How does the size of the cross compare to the magnification of the telescope?
Remove the laser, diffraction optic, and collimating lens, then look at a distant
object through the telescope in the same direction as the rays (i.e. put your eye
where the diffraction optic was). Record your observations. Now look from the
other side. Does the magnification appear to be the reciprocal of the
concentration of the light rays from before? This is a paradox. When the
distance between the light rays is spreading out through the telescope, the
telescope demagnifies, but when the light rays are made closer together and
condensed the telescope magnifies. The resolution of the paradox comes when
considering the angular magnification. Use ray tracing to show how
magnification actually occurs (figure 6 may help). Figure 8: Telescope
Telescope
D C
f
Figure 7: Collimating the HeNe light: D-diffraction optic;C-positive lens placed a focal length from D; move the screen to ensure that beam-size remains constant
Group problem: The Narcissistic Neighbor
You have always prided yourself on your top of the line hair care products, and openly brag that no one can beat your shine.

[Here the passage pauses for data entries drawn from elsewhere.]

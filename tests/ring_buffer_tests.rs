use fast_logger::ring_buffer::{channel, SlotState, BLOCK_SIZE, MAX_PAYLOAD_SIZE};
use std::thread;

#[test]
fn test_fifo_order() {
    let (mut tx, mut rx) = channel(1024);
    for i in 0..10u32 {
        assert!(tx.try_push(4, i, |buf| buf.copy_from_slice(&i.to_le_bytes())));
    }
    for i in 0..10u32 {
        assert!(rx.try_pop(|msg| {
            assert_eq!(msg.header.userdata, i);
            assert_eq!(msg.header.state(), SlotState::Sized(12));
            assert_eq!(msg.payload, i.to_le_bytes());
        }));
    }
    assert!(!rx.try_pop(|_| panic!("queue should be empty")));
}

#[test]
fn test_capacity_invariant() {
    // 128 blocks; an 8-byte payload plus header takes 2, and one block is
    // always kept free.
    let (mut tx, mut rx) = channel(128 * BLOCK_SIZE);
    let mut accepted = 0u32;
    while tx.try_push(8, accepted, |buf| buf.fill(0xab)) {
        accepted += 1;
    }
    assert_eq!(accepted, 63);
    assert!(tx.allocate(8).is_none());

    // One free slot at the front is not enough: the spare block is kept.
    rx.advance();
    assert!(tx.allocate(8).is_none());
    rx.advance();
    assert!(tx.try_push(8, 1000, |buf| buf.fill(0xcd)));

    let mut seen = Vec::new();
    while rx.try_pop(|msg| seen.push(msg.header.userdata)) {}
    let expected: Vec<u32> = (2..63).chain(std::iter::once(1000)).collect();
    assert_eq!(seen, expected);
}

#[test]
fn test_wraparound_many_laps() {
    let (mut tx, mut rx) = channel(256);
    for i in 0..10_000u32 {
        let len = (i % 23) as usize;
        assert!(tx.try_push(len, i, |buf| buf.fill(i as u8)), "push {i} failed");
        assert!(rx.try_pop(|msg| {
            assert_eq!(msg.header.userdata, i);
            assert_eq!(msg.payload.len(), len);
            assert!(msg.payload.iter().all(|&b| b == i as u8));
        }));
    }
}

#[test]
fn test_rejects_payload_larger_than_header_allows() {
    let (mut tx, _rx) = channel(1 << 20);
    assert!(tx.allocate(MAX_PAYLOAD_SIZE + 1).is_none());
    assert!(tx.allocate(MAX_PAYLOAD_SIZE).is_some());
}

#[test]
fn test_front_is_stable_until_advance() {
    let (mut tx, mut rx) = channel(1024);
    assert!(tx.try_push(3, 9, |buf| buf.copy_from_slice(b"abc")));
    let first = rx.front().map(|m| m.payload.to_vec());
    let second = rx.front().map(|m| m.payload.to_vec());
    assert_eq!(first, second);
    rx.advance();
    assert!(rx.is_empty());
}

#[test]
fn test_spsc_threads_preserve_order() {
    const MESSAGES: u32 = 100_000;
    let (mut tx, mut rx) = channel(4096);

    let producer = thread::spawn(move || {
        for i in 0..MESSAGES {
            let len = (i % 41) as usize;
            while !tx.try_push(len, i, |buf| buf.fill(i as u8)) {
                thread::yield_now();
            }
        }
    });

    let mut next = 0u32;
    while next < MESSAGES {
        let popped = rx.try_pop(|msg| {
            assert_eq!(msg.header.userdata, next);
            assert_eq!(msg.payload.len(), (next % 41) as usize);
            assert!(msg.payload.iter().all(|&b| b == next as u8));
        });
        if popped {
            next += 1;
        } else {
            thread::yield_now();
        }
    }

    producer.join().unwrap();
    assert!(rx.is_empty());
}
use axum::{
    extract::{Request, State},
    middleware::Next,
    response::{IntoResponse, Redirect, Response},
};
use axum_extra::extract::CookieJar;

use inbox_types::models::Session;

use crate::auth::AppState;

pub const SESSION_COOKIE: &str = "inbox_session";
pub const HOME_PATH: &str = "/";
pub const SIGN_IN_PATH: &str = "/auth/signin";

const AUTH_ZONE: &str = "/auth/";

/// Paths served without a session check. Entries ending in `/` are prefixes.
const UNGUARDED: &[&str] = &["/assets/", "/favicon.ico", "/health"];

#[derive(Debug, Clone, Copy, PartialEq, Eq)]
pub enum GuardDecision {
    Allow,
    Redirect(&'static str),
}

pub fn is_auth_zone(path: &str) -> bool {
    path.starts_with(AUTH_ZONE)
}

pub fn is_unguarded(path: &str) -> bool {
    UNGUARDED.iter().any(|entry| {
        if entry.ends_with('/') {
            path.starts_with(entry)
        } else {
            path == *entry
        }
    })
}

/// Where a request may go, given only its path and whether it carries a
/// live session.
pub fn decide(path: &str, session_present: bool) -> GuardDecision {
    match (is_auth_zone(path), session_present) {
        (true, true) => GuardDecision::Redirect(HOME_PATH),
        (true, false) => GuardDecision::Allow,
        (false, false) => GuardDecision::Redirect(SIGN_IN_PATH),
        (false, true) => GuardDecision::Allow,
    }
}

/// Session guard in front of every route. A missing, forged, expired or
/// signed-out token all count as no session. Allowed requests carry the
/// [`Session`] as an extension.
pub async fn session_guard(
    State(state): State<AppState>,
    jar: CookieJar,
    mut req: Request,
    next: Next,
) -> Response {
    let path = req.uri().path().to_string();
    if is_unguarded(&path) {
        return next.run(req).await;
    }

    let session = match jar.get(SESSION_COOKIE) {
        Some(cookie) => {
            let token = cookie.value().to_string();
            state
                .auth
                .verify(&token)
                .await
                .map(|claims| Session { access_token: token, claims })
        }
        None => None,
    };

    match decide(&path, session.is_some()) {
        GuardDecision::Redirect(to) => Redirect::temporary(to).into_response(),
        GuardDecision::Allow => {
            if let Some(session) = session {
                req.extensions_mut().insert(session);
            }
            next.run(req).await
        }
    }
}
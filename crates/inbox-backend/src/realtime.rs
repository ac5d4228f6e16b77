//! Client for the hosted realtime socket (Phoenix channel protocol, v1 JSON
//! frames). Each subscription owns one socket joined to one topic.

use std::time::Duration;

use futures_util::stream::{SplitSink, SplitStream};
use futures_util::{SinkExt, StreamExt};
use serde::{Deserialize, Serialize};
use serde_json::{Value, json};
use tokio::net::TcpStream;
use tokio::sync::{mpsc, oneshot};
use tokio_tungstenite::tungstenite::Message as WsMessage;
use tokio_tungstenite::{MaybeTlsStream, WebSocketStream};
use tracing::{debug, info, warn};

use inbox_types::models::Message;

use crate::{BackendError, Subscription};

/// The server drops channels that stay silent for 30 seconds.
const HEARTBEAT_INTERVAL: Duration = Duration::from_secs(25);
const JOIN_TIMEOUT: Duration = Duration::from_secs(10);
const JOIN_REF: &str = "1";

type Socket = WebSocketStream<MaybeTlsStream<TcpStream>>;

#[derive(Debug, Clone, PartialEq, Serialize, Deserialize)]
pub struct PhoenixFrame {
    pub topic: String,
    pub event: String,
    pub payload: Value,
    #[serde(rename = "ref", default)]
    pub reference: Option<String>,
}

/// Socket endpoint derived from the REST base URL.
pub fn socket_url(base_url: &str, api_key: &str) -> String {
    let base = base_url.trim_end_matches('/');
    let ws_base = if let Some(rest) = base.strip_prefix("https://") {
        format!("wss://{}", rest)
    } else if let Some(rest) = base.strip_prefix("http://") {
        format!("ws://{}", rest)
    } else {
        base.to_string()
    };
    format!("{}/realtime/v1/websocket?apikey={}&vsn=1.0.0", ws_base, api_key)
}

pub fn topic_for(user_id: &str) -> String {
    format!("realtime:messages:{}", user_id)
}

pub fn join_frame(topic: &str, user_id: &str, access_token: &str) -> PhoenixFrame {
    PhoenixFrame {
        topic: topic.to_string(),
        event: "phx_join".into(),
        payload: json!({
            "config": {
                "postgres_changes": [{
                    "event": "INSERT",
                    "schema": "public",
                    "table": "messages",
                    "filter": format!("user_id=eq.{}", user_id),
                }]
            },
            "access_token": access_token,
        }),
        reference: Some(JOIN_REF.into()),
    }
}

pub fn heartbeat_frame(reference: u64) -> PhoenixFrame {
    PhoenixFrame {
        topic: "phoenix".into(),
        event: "heartbeat".into(),
        payload: json!({}),
        reference: Some(reference.to_string()),
    }
}

pub fn leave_frame(topic: &str, reference: u64) -> PhoenixFrame {
    PhoenixFrame {
        topic: topic.to_string(),
        event: "phx_leave".into(),
        payload: json!({}),
        reference: Some(reference.to_string()),
    }
}

/// Outcome of a `phx_reply` to the frame sent with `reference`.
/// `None` when the frame is something else.
pub fn reply_status(frame: &PhoenixFrame, reference: &str) -> Option<Result<(), String>> {
    if frame.event != "phx_reply" || frame.reference.as_deref() != Some(reference) {
        return None;
    }
    match frame.payload.get("status").and_then(Value::as_str) {
        Some("ok") => Some(Ok(())),
        _ => Some(Err(frame.payload.get("response").map(Value::to_string).unwrap_or_default())),
    }
}

/// Extracts the inserted row from a change notification. Handles both the
/// `postgres_changes` envelope and the older bare `INSERT` event.
pub fn decode_insert(frame: &PhoenixFrame) -> Option<Result<Message, serde_json::Error>> {
    let record = match frame.event.as_str() {
        "postgres_changes" => {
            let data = frame.payload.get("data")?;
            if data.get("type").and_then(Value::as_str) != Some("INSERT") {
                return None;
            }
            data.get("record")?
        }
        "INSERT" => frame.payload.get("record")?,
        _ => return None,
    };
    Some(serde_json::from_value(record.clone()))
}

fn encode(frame: &PhoenixFrame) -> Result<WsMessage, BackendError> {
    Ok(WsMessage::Text(serde_json::to_string(frame)?.into()))
}

/// Opens a socket, joins the conversation topic and returns once the server
/// acknowledged the join.
pub async fn subscribe(url: &str, user_id: &str, access_token: &str) -> Result<Subscription, BackendError> {
    let (socket, _) = tokio_tungstenite::connect_async(url).await?;
    let (mut sink, mut stream) = socket.split();

    let topic = topic_for(user_id);
    sink.send(encode(&join_frame(&topic, user_id, access_token))?).await?;

    tokio::time::timeout(JOIN_TIMEOUT, await_join(&mut stream))
        .await
        .map_err(|_| BackendError::Realtime(format!("join of {} timed out", topic)))??;

    info!("Realtime channel {} joined", topic);

    let (tx, rx) = mpsc::unbounded_channel();
    let (cancel_tx, cancel_rx) = oneshot::channel();
    let task = tokio::spawn(run_channel(sink, stream, topic, user_id.to_string(), tx, cancel_rx));

    Ok(Subscription::new(user_id, rx, move || {
        Box::pin(async move {
            let _ = cancel_tx.send(());
            let _ = task.await;
        })
    }))
}

async fn await_join(stream: &mut SplitStream<Socket>) -> Result<(), BackendError> {
    while let Some(msg) = stream.next().await {
        let WsMessage::Text(text) = msg? else {
            continue;
        };
        let frame: PhoenixFrame = serde_json::from_str(text.as_str())?;
        if let Some(status) = reply_status(&frame, JOIN_REF) {
            return status.map_err(|reason| BackendError::Realtime(format!("join rejected: {}", reason)));
        }
    }
    Err(BackendError::Realtime("socket closed before join reply".into()))
}

async fn run_channel(
    mut sink: SplitSink<Socket, WsMessage>,
    mut stream: SplitStream<Socket>,
    topic: String,
    user_id: String,
    tx: mpsc::UnboundedSender<Message>,
    mut cancel_rx: oneshot::Receiver<()>,
) {
    let mut heartbeat = tokio::time::interval(HEARTBEAT_INTERVAL);
    heartbeat.tick().await;
    let mut next_ref: u64 = 2;

    loop {
        tokio::select! {
            _ = &mut cancel_rx => {
                if let Ok(leave) = encode(&leave_frame(&topic, next_ref)) {
                    let _ = sink.send(leave).await;
                }
                let _ = sink.close().await;
                debug!("Realtime channel {} left", topic);
                break;
            }
            _ = heartbeat.tick() => {
                let sent = match encode(&heartbeat_frame(next_ref)) {
                    Ok(frame) => sink.send(frame).await.is_ok(),
                    Err(_) => false,
                };
                next_ref += 1;
                if !sent {
                    warn!("Realtime heartbeat failed on {}, closing channel", topic);
                    break;
                }
            }
            msg = stream.next() => {
                let text = match msg {
                    Some(Ok(WsMessage::Text(text))) => text,
                    Some(Ok(WsMessage::Close(_))) | None => {
                        warn!("Realtime socket for {} closed by server", topic);
                        break;
                    }
                    Some(Ok(_)) => continue,
                    Some(Err(e)) => {
                        warn!("Realtime socket error on {}: {}", topic, e);
                        break;
                    }
                };

                let frame: PhoenixFrame = match serde_json::from_str(text.as_str()) {
                    Ok(frame) => frame,
                    Err(e) => {
                        warn!("Malformed realtime frame on {}: {}", topic, e);
                        continue;
                    }
                };

                match decode_insert(&frame) {
                    Some(Ok(message)) if message.user_id == user_id => {
                        if tx.send(message).is_err() {
                            break;
                        }
                    }
                    Some(Ok(message)) => {
                        warn!("Dropping row {} for user {} pushed on {}", message.id, message.user_id, topic);
                    }
                    Some(Err(e)) => warn!("Undecodable row on {}: {}", topic, e),
                    None => {}
                }
            }
        }
    }
}

#[cfg(test)]
mod tests {
    use super::*;

    #[test]
    fn socket_url_switches_scheme() {
        assert_eq!(
            socket_url("https://abc.example.co/", "key"),
            "wss://abc.example.co/realtime/v1/websocket?apikey=key&vsn=1.0.0"
        );
        assert_eq!(
            socket_url("http://localhost:54321", "k"),
            "ws://localhost:54321/realtime/v1/websocket?apikey=k&vsn=1.0.0"
        );
    }

    #[test]
    fn join_filters_on_conversation() {
        let frame = join_frame("realtime:messages:u1", "u1", "tok");
        assert_eq!(frame.event, "phx_join");
        let change = &frame.payload["config"]["postgres_changes"][0];
        assert_eq!(change["filter"], "user_id=eq.u1");
        assert_eq!(change["table"], "messages");
        assert_eq!(frame.payload["access_token"], "tok");
    }

    #[test]
    fn reply_status_matches_reference() {
        let ok: PhoenixFrame = serde_json::from_value(json!({
            "topic": "realtime:messages:u1",
            "event": "phx_reply",
            "payload": {"status": "ok", "response": {}},
            "ref": "1"
        }))
        .unwrap();
        assert_eq!(reply_status(&ok, "1"), Some(Ok(())));
        assert_eq!(reply_status(&ok, "2"), None);

        let rejected = PhoenixFrame {
            payload: json!({"status": "error", "response": {"reason": "unauthorized"}}),
            ..ok
        };
        assert!(matches!(reply_status(&rejected, "1"), Some(Err(reason)) if reason.contains("unauthorized")));
    }

    #[test]
    fn decodes_postgres_changes_insert() {
        let frame: PhoenixFrame = serde_json::from_value(json!({
            "topic": "realtime:messages:u1",
            "event": "postgres_changes",
            "payload": {
                "ids": [12],
                "data": {
                    "type": "INSERT",
                    "table": "messages",
                    "record": {
                        "id": 42,
                        "user_id": "u1",
                        "text": "thanks",
                        "created_at": "2024-05-01T10:33:00.123456+00:00",
                        "is_founder": true,
                        "read_at": null
                    }
                }
            },
            "ref": null
        }))
        .unwrap();

        let message = decode_insert(&frame).unwrap().unwrap();
        assert_eq!(message.id, 42);
        assert_eq!(message.text, "thanks");
        assert!(message.is_founder);
        assert!(message.read_at.is_none());
    }

    #[test]
    fn ignores_non_insert_frames() {
        let presence = PhoenixFrame {
            topic: "realtime:messages:u1".into(),
            event: "presence_state".into(),
            payload: json!({}),
            reference: None,
        };
        assert!(decode_insert(&presence).is_none());

        let update = PhoenixFrame {
            event: "postgres_changes".into(),
            payload: json!({"data": {"type": "UPDATE", "record": {}}}),
            ..presence
        };
        assert!(decode_insert(&update).is_none());
    }
}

However, last night as you were entering your building you noticed the person who lives in the apartment directly across
the street from yours going out for a night on the town. Not only was their “shine” better than you have ever been able to
achieve, but their remarkable aroma was noticeable from your doorway. You make it your mission to uncover what
magical elixir has been used. Lucky for you, your neighbor has left his bathroom blinds open and you have a clear view
of the bathroom shelf. The distance between the windows is about 50 meters and the lettering of the bottle is probably
about 4 centimeters tall, far too small to see with the naked eye from your apartment although easy to read from a normal
distance of 30 cm.
a. What is the angular size of the object when it is readable with the naked eye?
b. What is the angular size of the object from your apartment?
c. What magnification is needed to make out the text?
d. Construct a telescope with the necessary magnification and test it with text placed 50 m away. (A sign will be placed 50
m away from the lab, do not physically approach the sign – use your telescope to read the text.)
e. What does the text say your neighbor has that you don’t?